Since angry people are “born this way,” churches must do a better job of being welcoming and affirming of our angry brothers and sisters, and non-binaries, who cannot undo or get rid of their aggression. Many have prayed desperately for their anger to “go away.” “Pray the anger away,” it has often been said. But, we all know that the reality is different. Prayers, or pseudo-therapies that try to convert anger or aggression into patience or peaceableness are themselves abusive. They not only deny the identity of the angry person, but make them feel guilty and ashamed of that identity. This form of spiritual abuse only leads to more psychological and mental health issues, and a further marginalization of those society deems to be “other.” It also only leads to more anger, since the angry person must now be angry about their inability to overcome their most natural desires.

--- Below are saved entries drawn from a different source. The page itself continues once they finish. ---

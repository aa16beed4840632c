//! Phase 3: semantic check against the real binary
//!
//! Artifacts are written into a directory layout matching what HAProxy
//! will see on the pods, then `haproxy -c -f <cfg>` is executed. Binary
//! invocations interfere with each other even from isolated sandboxes, so
//! the exec (and only the exec) is serialized process-wide.

use std::path::{Path, PathBuf};

use htc_core::RenderedArtifact;
use htc_crd::ResourceDirs;
use once_cell::sync::Lazy;
use regex::Regex;
use tokio::process::Command;
use tokio::sync::Mutex;
use tracing::{debug, warn};

use crate::error::{Error, Result};
use crate::Validator;

/// The process-wide binary-check critical section.
static BINARY_CHECK_LOCK: Lazy<Mutex<()>> = Lazy::new(|| Mutex::new(()));

const DIR_MODE: u32 = 0o755;
const FILE_MODE: u32 = 0o600;

/// Filesystem layout the semantic check writes into.
#[derive(Debug, Clone)]
pub struct Sandbox {
    root: PathBuf,
    dirs: ResourceDirs,
}

impl Sandbox {
    /// A sandbox rooted at `root`; all configured directories are rebased
    /// under it.
    pub fn new(root: PathBuf, dirs: ResourceDirs) -> Self {
        Self { root, dirs }
    }

    fn rebase(&self, path: &str) -> PathBuf {
        self.root.join(path.trim_start_matches('/'))
    }

    fn config_dir(&self) -> PathBuf {
        Path::new(&self.dirs.config_file)
            .parent()
            .map(|p| self.rebase(&p.to_string_lossy()))
            .unwrap_or_else(|| self.root.clone())
    }

    /// Resolve an auxiliary file name: absolute paths are rebased,
    /// relative paths with subdirectories resolve against the config
    /// directory, bare names land in the type-specific directory.
    fn resolve_aux(&self, name: &str, type_dir: &str) -> PathBuf {
        if name.starts_with('/') {
            self.rebase(name)
        } else if name.contains('/') {
            self.config_dir().join(name)
        } else {
            self.rebase(type_dir).join(name)
        }
    }

    /// Clear and rebuild the sandbox with the artifact's files. Returns
    /// the path of the written main configuration.
    pub async fn prepare(&self, artifact: &RenderedArtifact) -> Result<PathBuf> {
        for dir in [
            self.rebase(&self.dirs.maps_dir),
            self.rebase(&self.dirs.ssl_certs_dir),
            self.rebase(&self.dirs.general_storage_dir),
            self.config_dir(),
        ] {
            if dir.exists() {
                tokio::fs::remove_dir_all(&dir).await?;
            }
            create_dir(&dir).await?;
        }

        for (name, content) in &artifact.maps {
            write_file(&self.resolve_aux(name, &self.dirs.maps_dir), content).await?;
        }
        for (name, content) in &artifact.certs {
            write_file(&self.resolve_aux(name, &self.dirs.ssl_certs_dir), content).await?;
        }
        for (name, content) in &artifact.files {
            write_file(&self.resolve_aux(name, &self.dirs.general_storage_dir), content).await?;
        }

        let config_path = self.rebase(&self.dirs.config_file);
        write_file(&config_path, &artifact.main_config).await?;
        Ok(config_path)
    }
}

async fn create_dir(dir: &Path) -> Result<()> {
    tokio::fs::create_dir_all(dir).await?;
    set_mode(dir, DIR_MODE).await
}

async fn write_file(path: &Path, content: &str) -> Result<()> {
    if let Some(parent) = path.parent() {
        if !parent.exists() {
            create_dir(parent).await?;
        }
    }
    tokio::fs::write(path, content).await?;
    set_mode(path, FILE_MODE).await
}

#[cfg(unix)]
async fn set_mode(path: &Path, mode: u32) -> Result<()> {
    use std::os::unix::fs::PermissionsExt;
    tokio::fs::set_permissions(path, std::fs::Permissions::from_mode(mode)).await?;
    Ok(())
}

#[cfg(not(unix))]
async fn set_mode(_path: &Path, _mode: u32) -> Result<()> {
    Ok(())
}

/// Run the binary check for one artifact.
pub async fn check(
    validator: &Validator,
    artifact: &RenderedArtifact,
    dirs: &ResourceDirs,
) -> Result<()> {
    let sandbox = Sandbox::new(validator.sandbox_root.clone(), dirs.clone());
    let config_path = sandbox.prepare(artifact).await?;

    let output = {
        let _guard = BINARY_CHECK_LOCK.lock().await;
        debug!(config = %config_path.display(), "running haproxy -c");
        Command::new(&validator.haproxy_bin)
            .arg("-c")
            .arg("-f")
            .arg(&config_path)
            .output()
            .await
            .map_err(|e| Error::Setup(format!("failed to exec {}: {e}", validator.haproxy_bin)))?
    };

    if output.status.success() {
        return Ok(());
    }
    let stderr = String::from_utf8_lossy(&output.stderr);
    warn!(status = ?output.status.code(), "haproxy -c rejected the configuration");
    Err(Error::Semantic { message: annotate_alerts(&stderr, &artifact.main_config) })
}

/// Keep `[ALERT]` lines from stderr and augment each `[file:line]`
/// reference with ±3 lines of the rendered configuration.
pub(crate) fn annotate_alerts(stderr: &str, config: &str) -> String {
    static LINE_REF: Lazy<Regex> =
        Lazy::new(|| Regex::new(r"\[[^\[\]:]+:(\d+)\]").expect("alert line regex"));

    let config_lines: Vec<&str> = config.lines().collect();
    let mut blocks = Vec::new();
    for line in stderr.lines() {
        if !line.contains("[ALERT]") {
            continue;
        }
        let mut block = line.to_string();
        if let Some(captures) = LINE_REF.captures(line) {
            if let Ok(lineno) = captures[1].parse::<usize>() {
                block.push('\n');
                block.push_str(&context_snippet(&config_lines, lineno));
            }
        }
        blocks.push(block);
    }
    if blocks.is_empty() {
        stderr.trim().to_string()
    } else {
        blocks.join("\n")
    }
}

fn context_snippet(lines: &[&str], lineno: usize) -> String {
    let start = lineno.saturating_sub(4);
    let end = (lineno + 3).min(lines.len());
    (start..end)
        .map(|i| {
            let marker = if i + 1 == lineno { ">" } else { " " };
            format!("  {marker} {:>4} | {}", i + 1, lines.get(i).unwrap_or(&""))
        })
        .collect::<Vec<_>>()
        .join("\n")
}

#[cfg(test)]
mod tests {
    use super::*;
    use std::collections::BTreeMap;

    fn artifact() -> RenderedArtifact {
        let mut maps = BTreeMap::new();
        maps.insert("hosts.map".to_string(), "example.com be_web\n".to_string());
        maps.insert("/etc/haproxy/maps/extra.map".to_string(), "x y\n".to_string());
        maps.insert("sub/nested.map".to_string(), "a b\n".to_string());
        RenderedArtifact::new(
            "global\n  maxconn 2000\n".to_string(),
            maps,
            BTreeMap::new(),
            BTreeMap::new(),
        )
    }

    #[tokio::test]
    async fn prepare_resolves_the_three_path_forms() {
        let tmp = tempfile::tempdir().unwrap();
        let sandbox = Sandbox::new(tmp.path().to_path_buf(), ResourceDirs::default());
        let config_path = sandbox.prepare(&artifact()).await.unwrap();

        assert_eq!(config_path, tmp.path().join("etc/haproxy/haproxy.cfg"));
        assert!(tmp.path().join("etc/haproxy/maps/hosts.map").exists());
        assert!(tmp.path().join("etc/haproxy/maps/extra.map").exists());
        assert!(tmp.path().join("etc/haproxy/sub/nested.map").exists());
    }

    #[tokio::test]
    async fn prepare_clears_previous_contents() {
        let tmp = tempfile::tempdir().unwrap();
        let sandbox = Sandbox::new(tmp.path().to_path_buf(), ResourceDirs::default());
        sandbox.prepare(&artifact()).await.unwrap();

        let stale = tmp.path().join("etc/haproxy/maps/stale.map");
        tokio::fs::write(&stale, "old").await.unwrap();
        sandbox.prepare(&artifact()).await.unwrap();
        assert!(!stale.exists());
    }

    #[cfg(unix)]
    #[tokio::test]
    async fn written_files_are_0600() {
        use std::os::unix::fs::PermissionsExt;
        let tmp = tempfile::tempdir().unwrap();
        let sandbox = Sandbox::new(tmp.path().to_path_buf(), ResourceDirs::default());
        let config_path = sandbox.prepare(&artifact()).await.unwrap();
        let mode = std::fs::metadata(&config_path).unwrap().permissions().mode() & 0o777;
        assert_eq!(mode, 0o600);
    }

    #[tokio::test]
    async fn succeeding_binary_passes_the_check() {
        let tmp = tempfile::tempdir().unwrap();
        let validator = Validator {
            haproxy_bin: "true".to_string(),
            sandbox_root: tmp.path().to_path_buf(),
        };
        check(&validator, &artifact(), &ResourceDirs::default()).await.unwrap();
    }

    #[tokio::test]
    async fn failing_binary_yields_semantic_error() {
        let tmp = tempfile::tempdir().unwrap();
        let validator = Validator {
            haproxy_bin: "false".to_string(),
            sandbox_root: tmp.path().to_path_buf(),
        };
        let err = check(&validator, &artifact(), &ResourceDirs::default()).await.unwrap_err();
        assert!(matches!(err, Error::Semantic { .. }));
    }

    #[test]
    fn alerts_gain_config_context() {
        let config = "global\n  maxconn 2000\n\nfrontend www\n  bind *:80\n  http-request deny\n";
        let stderr = "[NOTICE]   (1) : haproxy version is 3.0.5\n[ALERT]    (1) : config : parsing [/etc/haproxy/haproxy.cfg:6] : 'http-request' : unknown parameter\n[ALERT]    (1) : config : fatal errors found in configuration.\n";
        let annotated = annotate_alerts(stderr, config);
        assert!(annotated.contains("'http-request'"));
        assert!(annotated.contains("> "));
        assert!(annotated.contains("6 |   http-request deny"));
        assert!(annotated.contains("4 | frontend www"));
        assert!(!annotated.contains("[NOTICE]"));
    }

    #[test]
    fn alert_free_stderr_passes_through() {
        assert_eq!(annotate_alerts("some failure\n", "global\n"), "some failure");
    }
}
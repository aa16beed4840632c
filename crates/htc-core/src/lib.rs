//! Core building blocks for the HAProxy template controller
//!
//! This crate holds everything that does not need a Kubernetes client:
//! the indexed resource stores fed by the watchers, the in-process event
//! bus that sequences the reconciliation pipeline, the opaque payload
//! wrapper for dynamically-typed resources, and the rendered artifact type.

pub mod artifact;
pub mod checksum;
pub mod error;
pub mod events;
pub mod resource;
pub mod store;

pub use artifact::RenderedArtifact;
pub use error::{Error, Result};
pub use events::{Event, EventBus, Subscription};
pub use resource::WatchedObject;
pub use store::{FullStore, OnDemandStore, ResourceFetcher, Store, StoreSnapshot};
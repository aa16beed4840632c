//! Structural stability of the parser

use htc_haproxy::parse;

const CONFIG: &str = "global
  daemon
  maxconn 2000
  log 127.0.0.1:514 local0

defaults
  mode http
  timeout client 30s
  timeout server 30s
  timeout connect 5s

frontend www
  bind *:80
  bind *:443 ssl crt /etc/haproxy/ssl/site.pem
  acl is_api path_beg /api
  http-request set-header X-Forwarded-Proto https if { ssl_fc }
  use_backend api if is_api
  default_backend web

backend api
  balance roundrobin
  server srv1 10.1.0.1:8080 check weight 10
  server srv2 10.1.0.2:8080 check backup

backend web
  server web1 10.2.0.1:8080 check
";

#[test]
fn parsing_is_deterministic() {
    let a = parse(CONFIG).unwrap();
    let b = parse(CONFIG).unwrap();
    assert_eq!(a, b);
}

#[test]
fn whitespace_and_comments_do_not_change_structure() {
    let noisy = CONFIG
        .lines()
        .map(|line| format!("  {line}   "))
        .collect::<Vec<_>>()
        .join("\n")
        + "\n# trailing comment\n";
    assert_eq!(parse(CONFIG).unwrap(), parse(&noisy).unwrap());
}

#[test]
fn serialization_round_trips_through_json() {
    // The model is the wire format for live-state reads; deserializing
    // what we serialize must reproduce the structure.
    let config = parse(CONFIG).unwrap();
    let json = serde_json::to_value(&config).unwrap();
    let back: htc_haproxy::Config = serde_json::from_value(json).unwrap();
    assert_eq!(config, back);
}
/// Everything the `run` subcommand configures.
#[derive(Debug, Clone)]
pub struct ControllerSettings {
    /// Namespace the controller operates in
    pub namespace: String,
    /// Name of the `HAProxyTemplateConfig` to drive
    pub config_name: String,
    /// Prometheus metrics port
    pub metrics_port: u16,
    /// Health/readiness port
    pub healthz_port: u16,
    /// Debug endpoints port; disabled when unset
    pub debug_port: Option<u16>,
    /// Bearer token guarding the debug endpoints
    pub debug_token: Option<String>,
    /// Admission webhook port
    pub webhook_port: u16,
    /// Secret carrying `tls.crt`/`tls.key`/`ca.crt` for the webhook
    pub webhook_tls_secret: String,
    /// Service name the webhook configuration points at
    pub webhook_service_name: String,
    /// Whether leader election is enabled
    pub leader_elect: bool,
    /// HAProxy binary for phase 3 validation
    pub haproxy_bin: String,
    /// Sandbox root for phase 3 validation
    pub sandbox_root: PathBuf,
}

impl Default for ControllerSettings {
    fn default() -> Self {
        Self {
            namespace: "default".to_string(),
            config_name: "haproxy-template-config".to_string(),
            metrics_port: 9090,
            healthz_port: 8080,
            debug_port: None,
            debug_token: None,
            webhook_port: 9443,
            webhook_tls_secret: "haproxy-template-controller-webhook-tls".to_string(),
            webhook_service_name: "haproxy-template-controller".to_string(),
            leader_elect: true,
            haproxy_bin: "haproxy".to_string(),
            sandbox_root: PathBuf::from("/"),
        }
    }
}

/// The assembled controller.
pub struct Controller {
    settings: ControllerSettings,
}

Churches must affirm and welcome what is natural to us. This cannot be limited to just our sexual desires or our desire for fame, fortune and empowerment. While we are doing a much better job in those areas of discipleship than in prior generations, we must still do a better job of letting angry people know that they are loved, accepted, and validated. If not, we will only see more of the same: more exclusion, more marginalization and more feelings of isolation and loneliness. We cannot continue to preach a Gospel of peace and love, if we continue to condemn those who are angry and desire to express that anger. Such inconsistencies only expose our hypocrisy as Christians.

I beseech Evangelicals, especially those conservative ones, to accept this modest proposal: stop being so condemning toward the angry in our churches and our nation. After all, they too are made in the image and likeness of our Creator, whose name, after all, is “man of war” (Exodus 15:3).